(EXERCISE GOAL)
Search each line below for "backends", then return the lines where it appears.
TASK DATA section start
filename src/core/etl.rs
use crate::core::{Pipeline, TransformResult};
use crate::utils::error::Result;
use crate::utils::monitor::SystemMonitor;

pub struct EtlEngine<P: Pipeline> {
    pipeline: P,
    monitor: SystemMonitor,
}

/// 一次執行的輸出：報表路徑與比價結果
#[derive(Debug)]
pub struct RunReport {
    pub output_path: String,
    pub result: TransformResult,
}

impl<P: Pipeline> EtlEngine<P> {
    pub fn new(pipeline: P) -> Self {
        Self::new_with_monitoring(pipeline, false)
    }

    pub fn new_with_monitoring(pipeline: P, monitor_enabled: bool) -> Self {
        Self {
            pipeline,
            monitor: SystemMonitor::new(monitor_enabled),
        }
    }

    pub async fn run(&self) -> Result<RunReport> {
        tracing::info!("🚀 Starting basket comparison");
        self.monitor.log_stats("start");

        // Extract
        let raw_data = self.pipeline.extract().await?;
        let hit_count: usize = raw_data.iter().map(|r| r.hits.len()).sum();
        tracing::info!("📥 Retrieved {} hits for {} terms", hit_count, raw_data.len());
        self.monitor.log_stats("extract");

        // Transform
        let result = self.pipeline.transform(raw_data).await?;
        tracing::info!(
            "🔄 Compared {} vendors, ranking status: {}",
            result.outcome.vendors.len(),
            result.outcome.ranking.status()
        );
        self.monitor.log_stats("transform");

        // Load 需要保留結果供摘要使用
        let output_path = self.pipeline.load(result.clone()).await?;
        tracing::info!("💾 Report saved to: {}", output_path);
        self.monitor.log_stats("load");
        self.monitor.log_final_stats();

        Ok(RunReport {
            output_path,
            result,
        })
    }
}
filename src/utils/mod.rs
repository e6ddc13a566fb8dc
pub mod error;
pub mod logger;
pub mod monitor;
pub mod validation;
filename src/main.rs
use basket_compare::core::report;
use basket_compare::utils::error::ErrorSeverity;
use basket_compare::utils::{logger, validation::Validate};
use basket_compare::{BasketConfig, BasketPipeline, CliConfig, EtlEngine, LocalStorage};
use clap::Parser;

#[tokio::main]
async fn main() -> Result<(), Box<dyn std::error::Error>> {
    let args = CliConfig::parse();

    // 初始化日誌
    if args.json_logs {
        logger::init_json_logger(args.verbose);
    } else {
        logger::init_cli_logger(args.verbose);
    }

    tracing::info!("🚀 Starting basket-compare");
    tracing::info!("📁 Loading configuration from: {}", args.config);

    // 載入 TOML 配置
    let mut config = match BasketConfig::from_file(&args.config) {
        Ok(config) => config,
        Err(e) => {
            eprintln!("❌ Failed to load config file '{}': {}", args.config, e);
            eprintln!("💡 Make sure the file exists and is valid TOML format");
            std::process::exit(1);
        }
    };

    // 應用命令列覆蓋設定
    args.apply_overrides(&mut config);

    // 驗證配置
    if let Err(e) = config.validate() {
        tracing::error!("❌ Configuration validation failed: {}", e);
        tracing::error!("💡 Suggestion: {}", e.recovery_suggestion());
        eprintln!("❌ {}", e.user_friendly_message());
        std::process::exit(1);
    }

    tracing::info!("✅ Configuration loaded and validated successfully");
    display_config_summary(&config);

    if args.dry_run {
        tracing::info!("🔍 DRY RUN MODE - No backend will be called");
        perform_dry_run(&config);
        return Ok(());
    }

    // 決定監控設定
    let monitor_enabled = args.monitor.unwrap_or_else(|| config.monitoring_enabled());
    if monitor_enabled {
        tracing::info!("🔍 System monitoring enabled");
    }

    let storage = LocalStorage::new(config.output_path().to_string());
    let pipeline = match BasketPipeline::from_config(storage, config) {
        Ok(pipeline) => pipeline,
        Err(e) => {
            eprintln!("❌ {}", e.user_friendly_message());
            std::process::exit(1);
        }
    };

    let engine = EtlEngine::new_with_monitoring(pipeline, monitor_enabled);

    match engine.run().await {
        Ok(run) => {
            println!("{}", report::render_console_summary(&run.result.outcome));
            println!("📁 Report saved to: {}", run.output_path);
        }
        Err(e) => {
            // 記錄詳細錯誤信息
            tracing::error!(
                "❌ Basket comparison failed: {} (Category: {:?}, Severity: {:?})",
                e,
                e.category(),
                e.severity()
            );
            tracing::error!("💡 Recovery suggestion: {}", e.recovery_suggestion());

            // 輸出用戶友好的錯誤信息
            eprintln!("❌ {}", e.user_friendly_message());
            eprintln!("💡 建議: {}", e.recovery_suggestion());

            // 根據錯誤嚴重程度決定退出碼
            let exit_code = match e.severity() {
                ErrorSeverity::Low => 0,      // 警告，但成功
                ErrorSeverity::Medium => 2,   // 重試錯誤
                ErrorSeverity::High => 1,     // 處理錯誤
                ErrorSeverity::Critical => 3, // 系統錯誤
            };

            if exit_code > 0 {
                std::process::exit(exit_code);
            }
        }
    }

    Ok(())
}

fn display_config_summary(config: &BasketConfig) {
    tracing::info!("📋 Configuration Summary:");
    tracing::info!("  Run: {}", config.run.name);
    if let Some(description) = &config.run.description {
        tracing::info!("  Description: {}", description);
    }
    tracing::info!(
        "  Items: {} ({} mandatory)",
        config.items.len(),
        config.items.iter().filter(|item| item.mandatory).count()
    );
    tracing::info!("  Backends: {}", config.backends.len());
    tracing::info!("  Concurrent requests: {}", config.concurrent_requests());
    tracing::info!("  Output: {}/{}", config.output_path(), config.archive_name());
    tracing::info!("  Formats: {:?}", config.load.output_formats);
}

fn perform_dry_run(config: &BasketConfig) {
    println!("🔍 Dry run: the following searches would be made");
    for item in &config.items {
        let kind = if item.mandatory { "mandatory" } else { "optional" };
        for backend in &config.backends {
            println!(
                "  - '{}' ({}) via {} {} {}",
                item.term,
                kind,
                backend.name,
                backend.method(),
                backend.endpoint
            );
        }
    }
    println!(
        "📁 Report would be written to: {}/{}",
        config.output_path(),
        config.archive_name()
    );
}
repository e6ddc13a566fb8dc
pub mod average;
pub mod engine;
pub mod etl;
pub mod grouper;
pub mod pipeline;
pub mod ranker;
pub mod report;
pub mod resolver;

pub use crate::domain::model::{
    CanonicalItem, ComparisonOutcome, RawHit, RawPrice, TermResults, TransformResult,
};
pub use crate::domain::ports::{Pipeline, SearchBackend, Storage};
pub use crate::utils::error::Result;
use crate::domain::model::{
    AveragePrice, AveragePriceTable, CanonicalItem, Price, Ranking, Vendor, VendorBasket,
};

/// 沒有完整籃子時最多列出幾家替代店
pub const NEAR_COMPLETE_LIMIT: usize = 3;

pub struct BasketNormalizer<'a> {
    items: &'a [CanonicalItem],
    averages: &'a AveragePriceTable,
}

impl<'a> BasketNormalizer<'a> {
    pub fn new(items: &'a [CanonicalItem], averages: &'a AveragePriceTable) -> Self {
        Self { items, averages }
    }

    /// 總價 = 已解析品項價格 + 缺少品項的均價（均價未知時以 0 計，並標記為估計）
    pub fn normalize(&self, vendor: &Vendor) -> VendorBasket {
        let mut imputed = Vec::new();
        let mut estimated_terms = Vec::new();

        for term in vendor.missing_terms() {
            match self.averages.get(term) {
                AveragePrice::Known(price) => imputed.push(price),
                AveragePrice::Unknown => estimated_terms.push(term.clone()),
            }
        }

        let items_total = vendor.items_total();
        let imputed_total = Price::total(imputed);

        VendorBasket {
            vendor_id: vendor.id.clone(),
            vendor_name: vendor.name.clone(),
            items_total,
            imputed_total,
            normalized_total: items_total + imputed_total,
            missing_terms: self.ordered_missing(vendor),
            missing_mandatory: vendor
                .missing_mandatory(self.items)
                .into_iter()
                .map(str::to_string)
                .collect(),
            estimated_terms,
            metadata: vendor.metadata.clone(),
        }
    }

    fn ordered_missing(&self, vendor: &Vendor) -> Vec<String> {
        self.items
            .iter()
            .filter(|item| vendor.missing_terms().contains(&item.term))
            .map(|item| item.term.clone())
            .collect()
    }
}

pub struct BasketRanker;

impl BasketRanker {
    pub fn rank(baskets: Vec<VendorBasket>) -> Ranking {
        let (mut complete, partial): (Vec<_>, Vec<_>) = baskets
            .into_iter()
            .partition(|basket| basket.missing_mandatory.is_empty());
        complete.sort_by(by_total);

        if !complete.is_empty() {
            let most_expensive = most_expensive(&complete);
            tracing::info!(
                "🏆 {} complete baskets, cheapest: {} ({})",
                complete.len(),
                complete[0].vendor_name,
                complete[0].normalized_total
            );
            return Ranking::Complete {
                ranked: complete,
                most_expensive,
            };
        }

        let mut alternatives: Vec<VendorBasket> = partial
            .into_iter()
            .filter(|basket| basket.missing_mandatory.len() == 1)
            .collect();
        alternatives.sort_by(by_total);
        alternatives.truncate(NEAR_COMPLETE_LIMIT);

        if alternatives.is_empty() {
            tracing::warn!("⚠️ No vendor carries the mandatory items");
            return Ranking::NoEligibleVendor;
        }

        tracing::info!(
            "🥈 No complete basket; {} vendors miss exactly one mandatory item",
            alternatives.len()
        );
        Ranking::NearComplete { alternatives }
    }
}

fn by_total(a: &VendorBasket, b: &VendorBasket) -> std::cmp::Ordering {
    a.normalized_total
        .cmp(&b.normalized_total)
        .then_with(|| a.vendor_id.cmp(&b.vendor_id))
}

/// 同價時取 vendor_id 最小者；complete 已依 by_total 排序
fn most_expensive(complete: &[VendorBasket]) -> VendorBasket {
    let top = complete
        .iter()
        .map(|basket| basket.normalized_total)
        .max()
        .unwrap_or(Price::ZERO);
    complete
        .iter()
        .find(|basket| basket.normalized_total == top)
        .cloned()
        .unwrap_or_else(|| complete[complete.len() - 1].clone())
}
TASK DATA section end
(FINISHED EXERCISE)
    tracing::info!("  Backends: {}", config.backends.len());
        for backend in &config.backends {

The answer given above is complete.